We thought that the cinema would allow the modern man to become the actor of his own life. Its liberating capacity, linked to movement and the film process, suggested imaginative expressions and new worlds, a universe of possibles, unstable certainly, but always in transformation. The cinema had to reinvent the world, to explore it. It was turning life around like a satellite.

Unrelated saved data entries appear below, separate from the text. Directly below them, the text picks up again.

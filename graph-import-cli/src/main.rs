// These Clippy lints are disabled because this is a CLI binary, not a library:
// - print_stdout/print_stderr: CLI tools are expected to print to stdout/stderr for user output.
// - exit: Calling `std::process::exit()` is standard for CLI apps to signal failure to the shell.
// - unwrap_used/expect_used: In a CLI binary, panicking on unrecoverable errors is acceptable.
#![allow(
    clippy::print_stdout,
    clippy::print_stderr,
    clippy::exit,
    clippy::unwrap_used,
    clippy::expect_used
)]

use std::io::IsTerminal;

use graph_import::ImportError;

mod cli;
mod logging;
mod progress;
mod style;

#[tokio::main]
async fn main() {
    if !std::io::stderr().is_terminal() {
        colored::control::set_override(false);
    }

    if let Err(e) = cli::run().await {
        if let Some(ImportError::Upload { errors, .. }) = e.downcast_ref::<ImportError>() {
            eprintln!("Error: {e}");
            eprintln!("{}", style::upload_errors(errors));
        } else {
            eprintln!("Error: {e:#}");
        }
        std::process::exit(1);
    }
}
//! Type schema and import document validation.
//!
//! - `types` parses the textual type-schema description
//! - `validator` checks parsed import documents against it

mod types;
mod validator;

pub use types::{FieldDef, FieldKind, FieldType, ObjectType, Scalar, TypeSchema};
pub use validator::ImportValidator;

use thiserror::Error;

/// Errors in the type-schema description itself.
#[derive(Debug, Clone, PartialEq, Eq, Error)]
#[non_exhaustive]
pub enum SchemaError {
    /// The description is not well-formed.
    #[error("line {line}: {message}")]
    Syntax {
        /// 1-based line number.
        line: usize,
        /// What was wrong.
        message: String,
    },

    /// A type or enum name is declared twice, or shadows a built-in scalar.
    #[error("line {line}: type '{name}' is declared more than once")]
    DuplicateType {
        /// The repeated name.
        name: String,
        /// 1-based line of the second declaration.
        line: usize,
    },

    /// A field name is declared twice within one type.
    #[error("line {line}: field '{type_name}.{field}' is declared more than once")]
    DuplicateField {
        /// The declaring type.
        type_name: String,
        /// The repeated field.
        field: String,
        /// 1-based line of the second declaration.
        line: usize,
    },

    /// A field refers to a type that is neither a scalar, an enum nor a declared type.
    #[error("line {line}: field '{type_name}.{field}' refers to unknown type '{referenced}'")]
    UnknownType {
        /// The declaring type.
        type_name: String,
        /// The field.
        field: String,
        /// The unknown type name.
        referenced: String,
        /// 1-based line of the field.
        line: usize,
    },

    /// The description declares no object type.
    #[error("no object types declared")]
    NoTypes,

    /// A generated JSON Schema failed to compile.
    #[error("failed to compile record schema for '{type_name}': {message}")]
    Compile {
        /// The type the schema was generated for.
        type_name: String,
        /// The compiler's message.
        message: String,
    },
}

impl SchemaError {
    pub(crate) fn syntax(line: usize, message: impl Into<String>) -> Self {
        Self::Syntax {
            line,
            message: message.into(),
        }
    }
}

Connor Linskey told me the story of the Maelstrom, the descent into the heart of the whirlpool illustrated splendidly by E.A. Poe in his short story of 1841. The terror, the true one in Poe, takes the shape of the vortex of the voracious and destructive tornado of the Maelstrom on the Norwegian coast. Its colour is copper, it turns, gobbles up and regurgitates with a horrifying velocity. And nevertheless, it is not the difference between dismay mortified and aesthetic dismay, brought in epigraph by Poe, which holds the attention of the artist, but much more a question of geometry ? Let us say a point on an axis inside the whirlpool just like the hero inside the tornado. And this could represent, as Connor Linskey explained to me, the position of the artist.

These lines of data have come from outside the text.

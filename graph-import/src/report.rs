//! Import run summary.

use std::time::Duration;

use serde::Serialize;

use crate::files::Category;
use crate::importer::Phase;

/// Files uploaded per category.
#[derive(Debug, Clone, Copy, Default, Serialize, PartialEq, Eq)]
pub struct CategoryCounts {
    pub nodes: usize,
    pub lists: usize,
    pub relations: usize,
}

/// Wall-clock duration of one finished phase.
#[derive(Debug, Clone, Copy, Serialize, PartialEq, Eq)]
pub struct PhaseTiming {
    pub phase: Phase,
    pub elapsed_ms: u64,
}

/// Result of a completed import run.
///
/// Only produced when every phase finished; a failed run yields an
/// [`ImportError`](crate::ImportError) instead.
#[derive(Debug, Clone, Serialize, PartialEq, Eq)]
#[non_exhaustive]
pub struct ImportSummary {
    /// Project the files were uploaded to.
    pub project_id: String,
    /// Number of files that passed validation.
    pub validated_files: usize,
    /// Number of files uploaded, per category.
    pub uploaded: CategoryCounts,
    /// Finished phases in the order they ran.
    pub phases: Vec<PhaseTiming>,
}

impl ImportSummary {
    pub(crate) fn new(project_id: &str, validated_files: usize) -> Self {
        Self {
            project_id: project_id.to_owned(),
            validated_files,
            uploaded: CategoryCounts::default(),
            phases: Vec::with_capacity(4),
        }
    }

    pub(crate) fn record_phase(&mut self, phase: Phase, elapsed: Duration) {
        self.phases.push(PhaseTiming {
            phase,
            elapsed_ms: u64::try_from(elapsed.as_millis()).unwrap_or(u64::MAX),
        });
    }

    pub(crate) fn record_upload(&mut self, category: Category, files: usize) {
        match category {
            Category::Nodes => self.uploaded.nodes += files,
            Category::Lists => self.uploaded.lists += files,
            Category::Relations => self.uploaded.relations += files,
        }
    }

    /// Total number of files uploaded.
    #[must_use]
    pub fn uploaded_files(&self) -> usize {
        self.uploaded.nodes + self.uploaded.lists + self.uploaded.relations
    }

    /// Sum of all phase durations in milliseconds.
    #[must_use]
    pub fn total_ms(&self) -> u64 {
        self.phases
            .iter()
            .fold(0, |acc, t| acc.saturating_add(t.elapsed_ms))
    }
}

We could imagine the artist in the heart of the storm, in the world, carried away by events and by the history. However here, it is much more a question of considering the principle of rotation as the condition of artistic activity, because the movement of the world can be caught only by a body in movement. It would then be an illusion to believe that it is sufficient to stand outside to look at the life. The recording cannot content itself any more with observation, nor with invention: it is highly participative. The artist, here with a camera, follows the rotary movement of an object he chooses for its aesthetic qualities, its colour, its shape, its mise-en-scene (in the crossing of the vulgar with the sculptural). The movement of the world, which he follows and in which he participates, inevitably carries him away, towards a new position, a new point of view; and, himself in movement, he follows the movement of the world while deploying its complex and elusive reality. We are speaking about structure. It is a question of "the apparent displacement of an object (the shift of its position against a background), caused by a change in observational position that provides a new line of sight" defined by Slavoj Zizek in The Parallax View (2006). The looked thing demonstrates, appearing, the impossibility of a direct access to what it is, of reality. The difference is not only subjective, not simply phenomenological. It is much more about mediation, because the gap of the point of view produces, in its running, an ontology of the change in the object. The real, says to us Zizek, is purely parallaxic, and has no substance in itself. It is the distance between the looked thing and the thing itself, perceptible here, all the more, in the movement which inhabit and lead the thing (the car on the podium) that the multitudes of the appearances, the symbolic fictions and the virtual appear by means of the film recording.

Connor Linksey was born in 1980 in Belfast, he lives and works in London.